Aim of the exercise>
Only the number is wanted: how many lines below contain "CmpSelectors"?

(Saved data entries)
*-*-*

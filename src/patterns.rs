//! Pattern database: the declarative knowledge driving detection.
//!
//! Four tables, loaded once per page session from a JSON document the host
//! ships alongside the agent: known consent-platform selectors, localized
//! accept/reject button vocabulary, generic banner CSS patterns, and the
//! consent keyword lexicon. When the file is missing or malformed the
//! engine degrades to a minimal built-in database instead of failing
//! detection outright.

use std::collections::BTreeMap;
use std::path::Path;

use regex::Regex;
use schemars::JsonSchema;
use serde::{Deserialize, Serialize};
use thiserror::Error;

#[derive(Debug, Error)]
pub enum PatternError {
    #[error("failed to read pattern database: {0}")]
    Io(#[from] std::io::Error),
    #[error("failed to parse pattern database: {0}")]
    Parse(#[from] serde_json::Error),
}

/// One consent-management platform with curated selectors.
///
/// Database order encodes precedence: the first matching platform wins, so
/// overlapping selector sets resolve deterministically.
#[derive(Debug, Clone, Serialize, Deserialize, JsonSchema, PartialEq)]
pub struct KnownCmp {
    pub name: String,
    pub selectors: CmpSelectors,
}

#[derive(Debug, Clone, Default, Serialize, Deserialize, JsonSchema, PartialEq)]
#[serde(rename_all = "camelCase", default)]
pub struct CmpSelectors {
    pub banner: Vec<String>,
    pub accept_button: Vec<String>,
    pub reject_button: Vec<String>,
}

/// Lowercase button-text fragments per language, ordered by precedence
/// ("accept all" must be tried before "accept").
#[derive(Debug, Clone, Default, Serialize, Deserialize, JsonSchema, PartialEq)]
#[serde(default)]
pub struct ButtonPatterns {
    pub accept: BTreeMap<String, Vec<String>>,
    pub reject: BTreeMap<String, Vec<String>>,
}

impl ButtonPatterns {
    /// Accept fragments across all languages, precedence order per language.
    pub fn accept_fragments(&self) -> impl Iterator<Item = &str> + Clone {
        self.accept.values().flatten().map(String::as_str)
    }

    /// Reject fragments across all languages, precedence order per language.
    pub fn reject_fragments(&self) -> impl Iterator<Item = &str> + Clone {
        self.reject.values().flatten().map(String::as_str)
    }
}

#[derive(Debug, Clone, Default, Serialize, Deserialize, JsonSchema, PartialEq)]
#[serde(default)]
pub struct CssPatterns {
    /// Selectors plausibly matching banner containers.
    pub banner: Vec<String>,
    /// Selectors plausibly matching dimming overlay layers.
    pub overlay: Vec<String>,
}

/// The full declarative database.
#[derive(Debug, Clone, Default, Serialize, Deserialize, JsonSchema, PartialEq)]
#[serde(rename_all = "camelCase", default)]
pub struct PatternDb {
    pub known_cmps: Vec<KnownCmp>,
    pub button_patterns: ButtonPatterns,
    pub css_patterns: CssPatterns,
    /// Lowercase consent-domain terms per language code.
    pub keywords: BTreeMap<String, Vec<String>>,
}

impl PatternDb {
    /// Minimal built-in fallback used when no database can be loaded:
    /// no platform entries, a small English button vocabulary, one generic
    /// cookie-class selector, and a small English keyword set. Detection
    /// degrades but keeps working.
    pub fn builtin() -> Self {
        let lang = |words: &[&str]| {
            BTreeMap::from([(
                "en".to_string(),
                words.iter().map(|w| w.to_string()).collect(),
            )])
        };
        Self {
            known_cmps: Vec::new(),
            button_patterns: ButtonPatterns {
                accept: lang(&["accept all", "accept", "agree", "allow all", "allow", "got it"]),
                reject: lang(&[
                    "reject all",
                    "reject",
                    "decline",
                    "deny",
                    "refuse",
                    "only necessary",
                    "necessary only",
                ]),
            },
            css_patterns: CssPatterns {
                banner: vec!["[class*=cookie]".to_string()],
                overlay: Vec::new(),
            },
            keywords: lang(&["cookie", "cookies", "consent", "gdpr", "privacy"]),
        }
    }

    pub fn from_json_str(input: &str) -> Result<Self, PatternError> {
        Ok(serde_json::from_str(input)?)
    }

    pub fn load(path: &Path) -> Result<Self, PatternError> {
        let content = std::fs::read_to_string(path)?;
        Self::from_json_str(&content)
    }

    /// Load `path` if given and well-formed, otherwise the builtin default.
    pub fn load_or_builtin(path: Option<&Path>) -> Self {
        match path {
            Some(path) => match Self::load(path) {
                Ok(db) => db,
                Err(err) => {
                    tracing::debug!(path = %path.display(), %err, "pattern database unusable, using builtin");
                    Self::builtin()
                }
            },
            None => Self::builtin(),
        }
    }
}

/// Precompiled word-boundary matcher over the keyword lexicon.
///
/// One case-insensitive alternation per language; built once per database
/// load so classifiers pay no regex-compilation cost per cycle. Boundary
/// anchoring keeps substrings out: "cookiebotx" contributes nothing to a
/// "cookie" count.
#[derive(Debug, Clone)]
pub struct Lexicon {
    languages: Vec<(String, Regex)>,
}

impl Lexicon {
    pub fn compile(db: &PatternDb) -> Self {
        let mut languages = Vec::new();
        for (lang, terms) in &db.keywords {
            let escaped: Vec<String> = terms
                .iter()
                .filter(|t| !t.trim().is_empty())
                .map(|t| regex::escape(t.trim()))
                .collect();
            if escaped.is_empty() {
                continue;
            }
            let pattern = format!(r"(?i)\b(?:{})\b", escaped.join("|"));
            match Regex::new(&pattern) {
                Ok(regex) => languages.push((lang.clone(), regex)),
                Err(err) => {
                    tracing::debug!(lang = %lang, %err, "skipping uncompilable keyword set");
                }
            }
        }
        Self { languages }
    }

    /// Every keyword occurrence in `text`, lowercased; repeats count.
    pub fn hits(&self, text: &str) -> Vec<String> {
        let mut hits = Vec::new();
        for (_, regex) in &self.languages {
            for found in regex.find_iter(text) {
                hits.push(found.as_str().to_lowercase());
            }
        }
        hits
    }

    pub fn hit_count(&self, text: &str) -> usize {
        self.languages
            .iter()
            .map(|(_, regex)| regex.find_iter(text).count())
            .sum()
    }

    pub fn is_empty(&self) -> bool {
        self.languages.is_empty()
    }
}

*-*-*

Response area>
2